Cette dimension critique rapproche le design de la philosophie, de la sociologie ou de l’anthropologie. La création devient un outil pour penser le réel autrement. Les expérimentations de designers comme Anthony Masure, Alexandra Midal ou Frédérique Giraud montrent comment la recherche peut se faire avec les moyens du design : diagrammes, visualisations, récits, dispositifs immersifs. L’écriture elle-même se met à ressembler à une mise en page. On ne lit plus une thèse de design comme un texte : on la parcourt, on la voit, on l’éprouve.
Le défi, cependant, reste institutionnel. La recherche-création peine encore à trouver sa place entre art et science. Comment évaluer une thèse qui se manifeste sous forme d’installation ou de site web ? Comment mesurer la rigueur d’un geste plastique ? Les critères classiques (hypothèse, méthodologie, résultats) ne suffisent plus. Le design oblige à inventer d’autres modes de validation : la pertinence esthétique, la cohérence du dispositif, la clarté du propos visuel.

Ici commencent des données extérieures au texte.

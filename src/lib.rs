//! Todo service with a policy-gated cache-aside layer
//!
//! Todos live in a durable store; an ephemeral TTL cache accelerates reads.
//! Whether a single-item read may use the cache is decided per call by a
//! remote policy resolver.

pub mod api;
pub mod cache;
pub mod config;
pub mod coordinator;
pub mod error;
pub mod models;
pub mod policy;
pub mod store;
pub mod tasks;

pub use api::AppState;
pub use config::{CacheSettings, Config};
pub use coordinator::TodoCoordinator;
pub use error::{AppError, Result};
pub use tasks::spawn_cleanup_task;
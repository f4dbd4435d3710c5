//! LRU Tracker Module
//!
//! Tracks key recency for capacity-bounded eviction.

use std::collections::{BTreeMap, HashMap};

// == LRU Tracker ==
/// Orders keys by a monotonically increasing access tick.
///
/// The smallest tick is the least recently used key.
#[derive(Debug, Default)]
pub struct LruTracker {
    clock: u64,
    by_tick: BTreeMap<u64, String>,
    ticks: HashMap<String, u64>,
}

impl LruTracker {
    pub fn new() -> Self {
        Self::default()
    }

    // == Touch ==
    /// Marks a key as most recently used.
    pub fn touch(&mut self, key: &str) {
        self.clock += 1;
        if let Some(old) = self.ticks.insert(key.to_string(), self.clock) {
            self.by_tick.remove(&old);
        }
        self.by_tick.insert(self.clock, key.to_string());
    }

    // == Remove ==
    pub fn remove(&mut self, key: &str) {
        if let Some(tick) = self.ticks.remove(key) {
            self.by_tick.remove(&tick);
        }
    }

    // == Evict Oldest ==
    /// Removes and returns the least recently used key.
    pub fn evict_oldest(&mut self) -> Option<String> {
        let (_, key) = self.by_tick.pop_first()?;
        self.ticks.remove(&key);
        Some(key)
    }

    pub fn len(&self) -> usize {
        self.ticks.len()
    }

    #[allow(dead_code)]
    pub fn is_empty(&self) -> bool {
        self.ticks.is_empty()
    }
}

Pourtant, c’est justement dans cette zone floue que le design retrouve sa puissance. En refusant les cadres rigides, il propose une autre idée de la connaissance : celle d’un savoir situé, incarné, sensible. Dans un monde saturé de données abstraites, ce savoir-là est précieux. La recherche en design ne vise pas à produire des certitudes, mais des perspectives. Elle cultive le doute comme moteur, la forme comme argument. Elle revendique une science du regard.
Cette évolution redéfinit aussi la place de l’école. Former des designers-chercheurs, c’est apprendre à penser le processus plutôt que le résultat, à articuler théorie et pratique sans hiérarchie. Dans les ateliers de l’EnsAD, du Bauhaus-Universität ou de la Royal College of Art, on voit naître une génération pour qui la typographie devient essai, la scénographie devient méthode, le dessin devient réflexion. L’atelier et la bibliothèque ne s’opposent plus : ils coexistent.

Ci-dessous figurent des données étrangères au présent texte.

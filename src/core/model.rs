//! Core value types: the extracted `Suggestion` record and query results.

use serde::{Deserialize, Serialize};

/// One discrete, independently selectable actionable item extracted from a
/// review comment.
///
/// Records are immutable value objects rebuilt wholesale on every extraction
/// pass. Identity lives in `id`, which is derived from the source thread,
/// comment/item position, and a content hash of `text`, so selection state
/// keyed by `id` naturally re-applies to identical future extractions.
#[derive(Debug, Clone, PartialEq, Eq, Serialize, Deserialize)]
#[serde(rename_all = "camelCase")]
pub struct Suggestion {
    /// `{threadId}:{commentIndex}:{itemIndex}:{hash(text)}`
    pub id: String,
    /// Raw extracted suggestion string, verbatim from the segmenter
    pub text: String,
    /// Short display form, truncated near a sentence boundary
    pub summary: String,
    /// Permalink to the origin comment, or the page address
    pub source_url: String,
    /// Whether the comment was classified as authored by the automated reviewer
    pub is_primary_author: bool,
    /// Reviewed file path, when any locator strategy succeeded
    pub file_path: Option<String>,
    /// First reviewed line; present iff `line_end` is present
    pub line_start: Option<u32>,
    /// Last reviewed line; always >= `line_start` when present
    pub line_end: Option<u32>,
    /// Code context around the reviewed region
    pub code_mentioned: Option<String>,
    /// Comment prose with code/diff/table sub-elements stripped
    pub review_text: Option<String>,
    /// The single most relevant proposed code change block, if any
    pub suggested_change: Option<String>,
}

impl Suggestion {
    /// Human-readable `file (lines a-b)` label for output builders.
    pub fn location_label(&self) -> String {
        let file = self.file_path.as_deref().unwrap_or("unknown file");

        match (self.line_start, self.line_end) {
            (Some(a), Some(b)) if a == b => format!("{file} (line {a})"),
            (Some(a), Some(b)) => format!("{file} (lines {a}-{b})"),
            _ => file.to_string(),
        }
    }
}

/// Line span located for one review-thread container.
///
/// Either both bounds are present (ordered) or both are absent.
#[derive(Debug, Clone, Copy, Default, PartialEq, Eq)]
pub struct LineRange {
    pub start: Option<u32>,
    pub end: Option<u32>,
}

impl LineRange {
    /// Build an ordered range from two candidate bounds.
    pub fn new(a: u32, b: u32) -> Self {
        Self { start: Some(a.min(b)), end: Some(a.max(b)) }
    }

    pub fn is_empty(&self) -> bool {
        self.start.is_none()
    }
}

/// Snapshot answer for external callers: what was found, what is selected.
#[derive(Debug, Clone, Serialize)]
#[serde(rename_all = "camelCase")]
pub struct QueryResult {
    /// Count of visible (non-ignored) suggestions, deselected included
    pub found: usize,
    /// Count of currently selected suggestions
    pub selected: usize,
    /// Visible suggestions in extraction order
    pub suggestions: Vec<Suggestion>,
    /// Ids of the selected subset, in extraction order
    pub selected_ids: Vec<String>,
}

Au fond, ce que cette figure du designer-chercheur révèle, c’est un changement de culture : le design cesse d’être un simple service pour devenir une forme de pensée autonome. Il n’illustre plus le monde, il le questionne. Il ne sert plus uniquement à communiquer, mais à comprendre. Et cette compréhension passe par des formes, des gestes, des matériaux. La thèse devient alors une œuvre au sens fort : non parce qu’elle est “belle”, mais parce qu’elle crée une expérience de pensée.
Le designer-chercheur ouvre des territoires inédits : il conçoit pour apprendre, écrit pour construire, expose pour partager. Dans ses mains, la thèse n’est plus un aboutissement académique mais un espace d’expérimentation continue. Elle n’enterre pas la pratique : elle la relance. Le design n’est plus seulement un métier, c’est un champ d’exploration. Et dans ce champ, la connaissance se dessine autant qu’elle s’écrit.